Data extracts:
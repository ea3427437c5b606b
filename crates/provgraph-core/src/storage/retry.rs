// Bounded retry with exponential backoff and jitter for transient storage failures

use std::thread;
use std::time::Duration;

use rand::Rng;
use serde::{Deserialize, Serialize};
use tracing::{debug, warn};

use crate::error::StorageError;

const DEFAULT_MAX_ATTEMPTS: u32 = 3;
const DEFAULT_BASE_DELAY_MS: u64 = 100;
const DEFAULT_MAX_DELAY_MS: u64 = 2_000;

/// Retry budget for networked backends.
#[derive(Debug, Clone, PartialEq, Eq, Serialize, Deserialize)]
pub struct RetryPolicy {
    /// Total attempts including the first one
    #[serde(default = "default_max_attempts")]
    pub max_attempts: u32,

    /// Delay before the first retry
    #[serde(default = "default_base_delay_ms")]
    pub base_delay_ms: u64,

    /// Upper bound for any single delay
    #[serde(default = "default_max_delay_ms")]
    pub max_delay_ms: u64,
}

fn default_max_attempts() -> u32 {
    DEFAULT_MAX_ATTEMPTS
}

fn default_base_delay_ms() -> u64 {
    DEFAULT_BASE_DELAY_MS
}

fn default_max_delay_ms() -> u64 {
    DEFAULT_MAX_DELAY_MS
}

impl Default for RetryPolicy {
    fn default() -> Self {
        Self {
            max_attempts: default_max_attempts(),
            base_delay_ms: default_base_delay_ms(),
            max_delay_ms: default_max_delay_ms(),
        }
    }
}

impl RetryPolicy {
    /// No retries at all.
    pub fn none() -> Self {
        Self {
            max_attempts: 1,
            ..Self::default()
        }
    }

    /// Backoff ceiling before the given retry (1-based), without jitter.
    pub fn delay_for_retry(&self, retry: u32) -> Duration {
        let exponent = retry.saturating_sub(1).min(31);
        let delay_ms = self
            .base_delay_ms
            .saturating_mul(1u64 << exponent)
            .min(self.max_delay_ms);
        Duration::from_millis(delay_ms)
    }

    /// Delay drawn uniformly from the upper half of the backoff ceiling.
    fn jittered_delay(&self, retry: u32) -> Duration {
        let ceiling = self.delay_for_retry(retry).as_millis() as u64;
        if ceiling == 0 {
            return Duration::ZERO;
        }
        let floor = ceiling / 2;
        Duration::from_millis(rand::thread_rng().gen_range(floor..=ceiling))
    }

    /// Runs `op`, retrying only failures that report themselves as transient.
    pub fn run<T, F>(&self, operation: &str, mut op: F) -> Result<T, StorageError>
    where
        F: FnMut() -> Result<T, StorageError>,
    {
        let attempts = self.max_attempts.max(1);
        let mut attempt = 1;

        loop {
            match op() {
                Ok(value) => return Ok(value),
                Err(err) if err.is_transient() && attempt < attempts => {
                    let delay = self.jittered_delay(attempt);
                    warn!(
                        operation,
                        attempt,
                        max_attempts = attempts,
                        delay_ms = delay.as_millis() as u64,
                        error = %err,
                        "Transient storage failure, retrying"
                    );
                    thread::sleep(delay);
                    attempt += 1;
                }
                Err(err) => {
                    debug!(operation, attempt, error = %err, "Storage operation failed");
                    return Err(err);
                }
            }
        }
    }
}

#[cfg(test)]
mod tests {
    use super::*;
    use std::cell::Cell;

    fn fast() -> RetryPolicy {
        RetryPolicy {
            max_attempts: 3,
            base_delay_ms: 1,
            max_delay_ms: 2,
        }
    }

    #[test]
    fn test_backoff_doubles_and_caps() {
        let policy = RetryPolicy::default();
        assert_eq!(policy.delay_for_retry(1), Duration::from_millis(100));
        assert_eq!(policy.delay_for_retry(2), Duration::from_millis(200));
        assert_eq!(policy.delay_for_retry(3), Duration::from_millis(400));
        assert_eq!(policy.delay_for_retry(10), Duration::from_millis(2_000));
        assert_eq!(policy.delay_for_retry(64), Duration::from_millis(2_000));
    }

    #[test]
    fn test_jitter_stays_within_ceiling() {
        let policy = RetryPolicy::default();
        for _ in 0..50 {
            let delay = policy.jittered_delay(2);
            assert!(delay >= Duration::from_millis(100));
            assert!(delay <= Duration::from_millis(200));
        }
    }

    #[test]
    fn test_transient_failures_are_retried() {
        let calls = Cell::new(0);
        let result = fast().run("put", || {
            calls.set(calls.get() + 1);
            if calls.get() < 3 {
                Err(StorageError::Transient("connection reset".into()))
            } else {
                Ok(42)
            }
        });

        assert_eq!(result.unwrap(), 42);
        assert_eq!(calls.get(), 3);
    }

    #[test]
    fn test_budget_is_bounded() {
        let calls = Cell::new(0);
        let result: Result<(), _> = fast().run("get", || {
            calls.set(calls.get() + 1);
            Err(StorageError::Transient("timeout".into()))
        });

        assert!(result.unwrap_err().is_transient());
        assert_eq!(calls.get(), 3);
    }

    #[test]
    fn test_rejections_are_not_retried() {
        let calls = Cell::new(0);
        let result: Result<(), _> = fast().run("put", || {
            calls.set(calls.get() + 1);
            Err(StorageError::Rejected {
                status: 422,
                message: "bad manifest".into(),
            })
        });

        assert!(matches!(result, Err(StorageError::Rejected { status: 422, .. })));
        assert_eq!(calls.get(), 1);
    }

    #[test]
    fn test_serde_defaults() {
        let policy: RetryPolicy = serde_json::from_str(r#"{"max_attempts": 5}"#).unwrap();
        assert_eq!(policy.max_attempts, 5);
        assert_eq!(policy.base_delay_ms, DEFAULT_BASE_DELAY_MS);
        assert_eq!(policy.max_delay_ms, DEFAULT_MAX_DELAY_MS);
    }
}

What to produce:
Take from the material above every line that includes the word "RetryPolicy".

Task response:
pub struct RetryPolicy {
impl Default for RetryPolicy {
impl RetryPolicy {
    fn fast() -> RetryPolicy {
        RetryPolicy {
        let policy = RetryPolicy::default();
        let policy = RetryPolicy::default();
        let policy: RetryPolicy = serde_json::from_str(r#"{"max_attempts": 5}"#).unwrap();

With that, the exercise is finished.